# animierte Gifs



## Sascha (22. August 2001)

Hallo Leute,

gibt es ein Adope Programm mit dem man Animierte Gifs erstellen kann?
Ich habe gerade ein Gif mit Animation Shop 3 erstellt, und ins Internet gestellt. Seither kann mein Kollege die Seite nicht mehr laden. Könnte jemand vielleicht mal nachsehen, ob es bei Euch richtig anzeigt?

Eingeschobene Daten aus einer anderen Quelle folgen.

//! tincherd artifact generation.
//!
//! Four stateless generators turn the parsed registry plus local settings
//! into the text artifacts that configure and drive tincd:
//!
//! - [`conf`] — the global `tinc.conf`
//! - [`hosts`] — one host descriptor per registry entry
//! - [`updown`] — the `tinc-up` / `tinc-down` scripts
//! - [`subnet`] — the `subnet-up` / `subnet-down` scripts (dynamic mode)
//!
//! [`pipeline`] runs all four in one pass and [`writer`] puts the results
//! on disk. Generation is pure; a generator either returns a complete
//! buffer or an error — the writer never sees a partial artifact.

pub mod conf;
pub mod error;
pub mod hosts;
pub mod pipeline;
pub mod subnet;
pub mod updown;
pub mod writer;

pub use error::GenError;
pub use pipeline::{synthesize, write_artifacts, ArtifactSet, SubnetArtifacts};

/// Header every generated artifact starts with.
pub const GENERATED_HEADER: &str = "# this is an autogenerated file - do not edit!\n\n";

/// Defaults applied when a registry entry leaves the field empty.
pub const TINC_DEFAULT_CIPHER: &str = "blowfish";
pub const TINC_DEFAULT_COMPRESSION: &str = "0";
pub const TINC_DEFAULT_DIGEST: &str = "sha1";
pub const TINC_DEFAULT_PORT: &str = "655";

/// Version after which tincd understands `StrictSubnets` (and peer-to-peer
/// routing makes primary-only dialing safe).
pub const STRICT_SUBNETS_SINCE: &str = "1.0.12";

pub(crate) fn yes_no(value: bool) -> &'static str {
    if value {
        "yes"
    } else {
        "no"
    }
}

/// Value to use for an optional field: the peer's own when non-empty,
/// otherwise the named default.
pub(crate) fn or_default<'a>(value: &'a str, default: &'a str) -> &'a str {
    if value.is_empty() {
        default
    } else {
        value
    }
}

/// Strip a `#weight` suffix from a subnet entry before it is substituted
/// into a route command.
pub(crate) fn strip_weight(subnet: &str) -> &str {
    match subnet.split_once('#') {
        Some((prefix, _)) => prefix,
        None => subnet,
    }
}
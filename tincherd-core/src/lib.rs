//! tincherd core library — domain types, settings, registry ingestion,
//! version comparison.
//!
//! Public API surface:
//! - [`types`] — peer descriptors, the ordered registry, exclusion set
//! - [`settings`] — [`LocalSettings`] load / validate
//! - [`registry`] — text-format registry ingestion
//! - [`version`] — natural-order version comparison
//! - [`error`] — [`ConfigError`], [`ParseError`]

pub mod error;
pub mod registry;
pub mod settings;
pub mod types;
pub mod version;

pub use error::{ConfigError, ParseError};
pub use settings::LocalSettings;
pub use types::{ExclusionSet, PeerDescriptor, PeerName, PeerRegistry};
pub use version::natural_cmp;
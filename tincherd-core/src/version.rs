//! Natural-order comparison of version tokens.
//!
//! `"1.0.9"` sorts before `"1.0.12"`. Both strings are walked lock-step,
//! partitioned into maximal runs of digits versus non-digits. Digit runs
//! compare as unsigned integers of arbitrary length (leading zeros
//! ignored), non-digit runs compare byte-for-byte. The shorter string
//! sorts first when one side runs out.
//!
//! Callers must treat an absent version as "feature not present" and take
//! the conservative branch themselves; there is no `Option` overload here.

use std::cmp::Ordering;

/// Compare two version tokens in natural order.
pub fn natural_cmp(a: &str, b: &str) -> Ordering {
    let a = a.as_bytes();
    let b = b.as_bytes();
    let mut ia = 0;
    let mut ib = 0;

    while ia < a.len() && ib < b.len() {
        if a[ia].is_ascii_digit() && b[ib].is_ascii_digit() {
            let ra = digit_run(a, ia);
            let rb = digit_run(b, ib);
            match cmp_digit_runs(&a[ia..ra], &b[ib..rb]) {
                Ordering::Equal => {}
                other => return other,
            }
            ia = ra;
            ib = rb;
        } else {
            // Non-digit position on at least one side: byte comparison.
            // A digit meeting a non-digit falls through here too, which
            // orders them by raw byte value like the reference strnatcmp.
            match a[ia].cmp(&b[ib]) {
                Ordering::Equal => {}
                other => return other,
            }
            ia += 1;
            ib += 1;
        }
    }

    (a.len() - ia).cmp(&(b.len() - ib))
}

/// True when `version` sorts strictly after `threshold`.
///
/// This is the shape every feature gate uses: `StrictSubnets` and the
/// primary-only connect policy gate on `> "1.0.12"`, the control-socket
/// PID lookup gates on `> "1.1"`.
pub fn version_newer_than(version: &str, threshold: &str) -> bool {
    natural_cmp(version, threshold) == Ordering::Greater
}

fn digit_run(s: &[u8], start: usize) -> usize {
    let mut end = start;
    while end < s.len() && s[end].is_ascii_digit() {
        end += 1;
    }
    end
}

/// Compare two all-digit byte runs as unsigned integers without parsing:
/// strip leading zeros, then longer run wins, then lexicographic.
fn cmp_digit_runs(a: &[u8], b: &[u8]) -> Ordering {
    let a = strip_leading_zeros(a);
    let b = strip_leading_zeros(b);
    a.len().cmp(&b.len()).then_with(|| a.cmp(b))
}

fn strip_leading_zeros(s: &[u8]) -> &[u8] {
    let mut i = 0;
    while i + 1 < s.len() && s[i] == b'0' {
        i += 1;
    }
    &s[i..]
}

#[cfg(test)]
mod tests {
    use super::*;

    #[test]
    fn nine_sorts_before_twelve() {
        assert_eq!(natural_cmp("1.0.9", "1.0.12"), Ordering::Less);
        assert_eq!(natural_cmp("1.0.12", "1.0.9"), Ordering::Greater);
    }

    #[test]
    fn equal_versions_compare_equal() {
        for v in ["1.0.12", "1.1", "2", "1.0.13-git", ""] {
            assert_eq!(natural_cmp(v, v), Ordering::Equal, "cmp({v:?},{v:?})");
        }
    }

    #[test]
    fn leading_zeros_are_ignored() {
        assert_eq!(natural_cmp("1.007", "1.7"), Ordering::Equal);
        assert_eq!(natural_cmp("1.007", "1.8"), Ordering::Less);
    }

    #[test]
    fn shorter_string_sorts_first() {
        assert_eq!(natural_cmp("1.0", "1.0.1"), Ordering::Less);
        assert_eq!(natural_cmp("1.1", "1.1-git"), Ordering::Less);
    }

    #[test]
    fn big_numeric_runs_do_not_overflow() {
        let a = "1.184467440737095516160";
        let b = "1.184467440737095516159";
        assert_eq!(natural_cmp(a, b), Ordering::Greater);
    }

    #[test]
    fn relation_is_antisymmetric_and_transitive() {
        let set = ["1.0.9", "1.0.12", "1.0.13", "1.1", "1.1-git", "2.0"];
        for x in set {
            for y in set {
                let xy = natural_cmp(x, y);
                let yx = natural_cmp(y, x);
                assert_eq!(xy, yx.reverse(), "antisymmetry for ({x},{y})");
                for z in set {
                    if xy == natural_cmp(y, z) {
                        assert_eq!(natural_cmp(x, z), xy, "transitivity for ({x},{y},{z})");
                    }
                }
            }
        }
    }

    #[test]
    fn feature_gate_helper() {
        assert!(version_newer_than("1.0.13", "1.0.12"));
        assert!(version_newer_than("1.0.12-git", "1.0.12"));
        assert!(!version_newer_than("1.0.12", "1.0.12"));
        assert!(!version_newer_than("1.0.9", "1.0.12"));
        assert!(version_newer_than("1.1-git", "1.1"));
    }
}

Die Adresse wäre

http://www.bauchtanz-haffke.de/ueber_mich.html

ja ja, immer noch nicht fertig...
Besten Dank im vorraus, muß jetzt leider arbeiten gehen.

Gruß
Sascha


----------



## J-Attack (22. August 2001)

Also ich habe eien IE 5.5 es klabt
:]


----------



## Paradizogeeko (10. März 2003)

von adobe gibt es image ready.
Ist bei mir zB bei ps7 dabei.


elm


----------



## Dick Starbuck (10. März 2003)

Der Thread ist mehr als 1,5 Jahre alt.. Und die User existieren nicht mehr..


----------



## Paradizogeeko (10. März 2003)

oh ja.... gernet graf geachtet


----------



## Kaprolactam (10. März 2003)

Aus! Und noch dazu so ein blöder Thread...


----------



## Paradizogeeko (10. März 2003)

jo.. hab gerade nach gif sachen gesucht... bin durch zufall drauf gestoßen... kann ja mal passieren


----------